ぎゅっと、隣で…… 
 夕食の時、婆ちゃんが和希に聞いてきた。


「南朋ちゃん、学校どうかね? 朝、泣いておる見たいだけど……」


「俺、クラス違うから分からん」

 和希が、チラッと俺の顔を見て言った。


「転校して来て色々あるんじゃないですか? そのうち慣れますよ。

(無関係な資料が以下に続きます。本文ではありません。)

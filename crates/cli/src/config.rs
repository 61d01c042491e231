//! Configuration management for the CLI

use anyhow::{Context, Result};
use serde::{Deserialize, Serialize};
use std::path::{Path, PathBuf};

pub const DEFAULT_API_URL: &str = "http://localhost:8080";

/// CLI configuration
#[derive(Debug, Clone, Serialize, Deserialize, Default)]
pub struct Config {
    /// API endpoint URL
    pub api_url: Option<String>,
    /// Default output format
    pub default_format: Option<String>,
}

impl Config {
    /// Load configuration from the user's config file
    pub fn load() -> Result<Self> {
        Self::load_from(&Self::config_path()?)
    }

    /// Load configuration from `path`; a missing file is an empty config
    pub fn load_from(path: &Path) -> Result<Self> {
        if !path.exists() {
            return Ok(Self::default());
        }

        let content = std::fs::read_to_string(path).context("Failed to read config file")?;

        serde_json::from_str(&content).context("Failed to parse config file")
    }

    /// Get the configuration file path
    fn config_path() -> Result<PathBuf> {
        let home = dirs_next::home_dir().context("Could not determine home directory")?;
        Ok(home.join(".config").join("fleetctl").join("config.json"))
    }

    /// The flag or env value wins over the file, then the local default
    pub fn resolve_api_url(&self, explicit: Option<String>) -> String {
        explicit
            .or_else(|| self.api_url.clone())
            .unwrap_or_else(|| DEFAULT_API_URL.to_string())
    }
}

#[cfg(test)]
mod tests {
    use super::*;
    use tempfile::TempDir;

    #[test]
    fn test_missing_file_is_default() {
        let dir = TempDir::new().unwrap();
        let config = Config::load_from(&dir.path().join("config.json")).unwrap();
        assert!(config.api_url.is_none());
        assert_eq!(config.resolve_api_url(None), DEFAULT_API_URL);
    }

    #[test]
    fn test_resolution_order() {
        let dir = TempDir::new().unwrap();
        let path = dir.path().join("config.json");
        std::fs::write(&path, r#"{"api_url": "http://controller:8080"}"#).unwrap();

        let config = Config::load_from(&path).unwrap();
        assert_eq!(config.resolve_api_url(None), "http://controller:8080");
        assert_eq!(
            config.resolve_api_url(Some("http://other:9090".to_string())),
            "http://other:9090"
        );
    }

    #[test]
    fn test_invalid_file() {
        let dir = TempDir::new().unwrap();
        let path = dir.path().join("config.json");
        std::fs::write(&path, "{").unwrap();

        assert!(Config::load_from(&path).is_err());
    }
}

さっきもニコニコしながらお母さんと買い物していたし……」

 軽く言う母に、優一は感情のコントロールが利かなくなってしまった。


 黙っていた優一は、端を乱暴にテーブルに置いた。


「嫌な事があるから学校に行きたくないんだろ! 田川の言う事信じるからだ! 大人のくせにそんな事も分かんねぇのかよ!」


 優一は、自分でもこんな感情を口にした事に驚いた。



 そのまま、二階へかけ上がり自分の部屋に入るとドアを『バッタン!』と乱暴に閉めた。



「だんだん、難しい歳頃になるな……」

 父親の、のんきな声が聞こえた。


 そして、和希の泣き声が響いた。



「お兄ちゃん、あんたに言ったんじゃないのよ」


 母親がなだめている。


 和希は、南朋が辛い目にあっている事を知っていた。

 その事で優一が苦しんでいる事が解っていたのだろう。



 優一は、自分が何も出来ない事に悔しくて、膝を抱えると声を殺して泣いた。



 
 しばらくして、音楽会の日が来た……


 南朋の歌う姿は、優一にはやはり痛々しく見えた。

 苦手な大きな口を開け、楽しそうに歌う姿が悲しかった。


 ギャラリーに南朋の母親を見つけた。

 満足そうな顔で見ている、母親に苛立った。


 南朋が苦しんでいるのにどうして気が付かないんだよ! 

 大人なんて最低だ!


 優一は、そんな思いのまま、小学校を卒業した。